Stored data entries:
☆ ☆ ☆
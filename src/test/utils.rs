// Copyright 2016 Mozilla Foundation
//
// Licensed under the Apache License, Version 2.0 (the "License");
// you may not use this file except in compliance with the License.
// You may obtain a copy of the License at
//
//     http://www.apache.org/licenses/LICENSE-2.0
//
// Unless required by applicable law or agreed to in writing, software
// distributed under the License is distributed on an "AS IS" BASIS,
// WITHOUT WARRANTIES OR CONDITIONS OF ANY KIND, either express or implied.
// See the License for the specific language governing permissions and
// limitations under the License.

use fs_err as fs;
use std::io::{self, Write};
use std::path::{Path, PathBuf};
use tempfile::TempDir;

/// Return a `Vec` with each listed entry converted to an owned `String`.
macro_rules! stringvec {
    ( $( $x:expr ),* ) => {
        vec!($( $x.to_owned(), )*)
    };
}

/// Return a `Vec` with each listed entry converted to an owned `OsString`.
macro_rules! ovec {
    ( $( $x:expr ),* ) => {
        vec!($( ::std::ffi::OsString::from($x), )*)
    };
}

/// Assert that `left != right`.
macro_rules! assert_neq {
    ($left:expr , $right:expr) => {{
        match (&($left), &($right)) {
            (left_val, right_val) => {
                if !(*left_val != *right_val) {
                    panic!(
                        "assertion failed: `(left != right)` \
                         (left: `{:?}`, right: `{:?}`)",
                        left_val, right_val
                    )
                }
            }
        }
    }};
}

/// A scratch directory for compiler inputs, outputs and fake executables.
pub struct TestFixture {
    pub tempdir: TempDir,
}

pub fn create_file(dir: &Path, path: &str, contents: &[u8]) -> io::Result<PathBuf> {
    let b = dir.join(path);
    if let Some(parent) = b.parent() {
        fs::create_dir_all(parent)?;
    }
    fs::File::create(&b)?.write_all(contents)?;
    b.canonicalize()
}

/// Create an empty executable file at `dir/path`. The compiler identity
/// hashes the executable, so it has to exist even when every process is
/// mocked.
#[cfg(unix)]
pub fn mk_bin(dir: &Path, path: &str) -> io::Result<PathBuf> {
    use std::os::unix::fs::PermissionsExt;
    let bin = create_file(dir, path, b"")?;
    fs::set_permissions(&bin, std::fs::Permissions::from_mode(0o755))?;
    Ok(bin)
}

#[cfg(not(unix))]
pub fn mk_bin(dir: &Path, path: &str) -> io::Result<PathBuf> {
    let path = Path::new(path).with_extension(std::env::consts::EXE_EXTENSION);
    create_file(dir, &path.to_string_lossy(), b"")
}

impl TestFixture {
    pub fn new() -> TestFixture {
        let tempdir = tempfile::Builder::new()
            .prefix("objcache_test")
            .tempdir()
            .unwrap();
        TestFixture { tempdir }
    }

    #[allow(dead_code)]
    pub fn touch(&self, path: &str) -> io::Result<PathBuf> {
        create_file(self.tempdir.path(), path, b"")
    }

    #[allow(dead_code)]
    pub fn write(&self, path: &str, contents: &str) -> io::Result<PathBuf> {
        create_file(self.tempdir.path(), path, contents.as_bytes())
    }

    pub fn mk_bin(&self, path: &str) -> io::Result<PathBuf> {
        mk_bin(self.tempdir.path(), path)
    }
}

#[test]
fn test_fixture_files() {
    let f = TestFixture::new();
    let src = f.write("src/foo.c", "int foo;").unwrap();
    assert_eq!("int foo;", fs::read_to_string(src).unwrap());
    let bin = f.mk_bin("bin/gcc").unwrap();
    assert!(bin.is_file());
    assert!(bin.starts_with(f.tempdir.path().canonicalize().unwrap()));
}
☆ ☆ ☆
▶ _TASK_
Transcribe all entries exactly as they are given.

▶ _ANSWER TO THIS TASK_
filename src/test/utils.rs
// Copyright 2016 Mozilla Foundation
//
// Licensed under the Apache License, Version 2.0 (the "License");
// you may not use this file except in compliance with the License.
// You may obtain a copy of the License at
//
//     http://www.apache.org/licenses/LICENSE-2.0
//
// Unless required by applicable law or agreed to in writing, software
// distributed under the License is distributed on an "AS IS" BASIS,
// WITHOUT WARRANTIES OR CONDITIONS OF ANY KIND, either express or implied.
// See the License for the specific language governing permissions and
// limitations under the License.

use fs_err as fs;
use std::io::{self, Write};
use std::path::{Path, PathBuf};
use tempfile::TempDir;

/// Return a `Vec` with each listed entry converted to an owned `String`.
macro_rules! stringvec {
    ( $( $x:expr ),* ) => {
        vec!($( $x.to_owned(), )*)
    };
}

/// Return a `Vec` with each listed entry converted to an owned `OsString`.
macro_rules! ovec {
    ( $( $x:expr ),* ) => {
        vec!($( ::std::ffi::OsString::from($x), )*)
    };
}

/// Assert that `left != right`.
macro_rules! assert_neq {
    ($left:expr , $right:expr) => {{
        match (&($left), &($right)) {
            (left_val, right_val) => {
                if !(*left_val != *right_val) {
                    panic!(
                        "assertion failed: `(left != right)` \
                         (left: `{:?}`, right: `{:?}`)",
                        left_val, right_val
                    )
                }
            }
        }
    }};
}

/// A scratch directory for compiler inputs, outputs and fake executables.
pub struct TestFixture {
    pub tempdir: TempDir,
}

pub fn create_file(dir: &Path, path: &str, contents: &[u8]) -> io::Result<PathBuf> {
    let b = dir.join(path);
    if let Some(parent) = b.parent() {
        fs::create_dir_all(parent)?;
    }
    fs::File::create(&b)?.write_all(contents)?;
    b.canonicalize()
}

/// Create an empty executable file at `dir/path`. The compiler identity
/// hashes the executable, so it has to exist even when every process is
/// mocked.
#[cfg(unix)]
pub fn mk_bin(dir: &Path, path: &str) -> io::Result<PathBuf> {
    use std::os::unix::fs::PermissionsExt;
    let bin = create_file(dir, path, b"")?;
    fs::set_permissions(&bin, std::fs::Permissions::from_mode(0o755))?;
    Ok(bin)
}

#[cfg(not(unix))]
pub fn mk_bin(dir: &Path, path: &str) -> io::Result<PathBuf> {
    let path = Path::new(path).with_extension(std::env::consts::EXE_EXTENSION);
    create_file(dir, &path.to_string_lossy(), b"")
}

impl TestFixture {
    pub fn new() -> TestFixture {
        let tempdir = tempfile::Builder::new()
            .prefix("objcache_test")
            .tempdir()
            .unwrap();
        TestFixture { tempdir }
    }

    #[allow(dead_code)]
    pub fn touch(&self, path: &str) -> io::Result<PathBuf> {
        create_file(self.tempdir.path(), path, b"")
    }

    #[allow(dead_code)]
    pub fn write(&self, path: &str, contents: &str) -> io::Result<PathBuf> {
        create_file(self.tempdir.path(), path, contents.as_bytes())
    }

    pub fn mk_bin(&self, path: &str) -> io::Result<PathBuf> {
        mk_bin(self.tempdir.path(), path)
    }
}

#[test]
fn test_fixture_files() {
    let f = TestFixture::new();
    let src = f.write("src/foo.c", "int foo;").unwrap();
    assert_eq!("int foo;", fs::read_to_string(src).unwrap());
    let bin = f.mk_bin("bin/gcc").unwrap();
    assert!(bin.is_file());
    assert!(bin.starts_with(f.tempdir.path().canonicalize().unwrap()));
}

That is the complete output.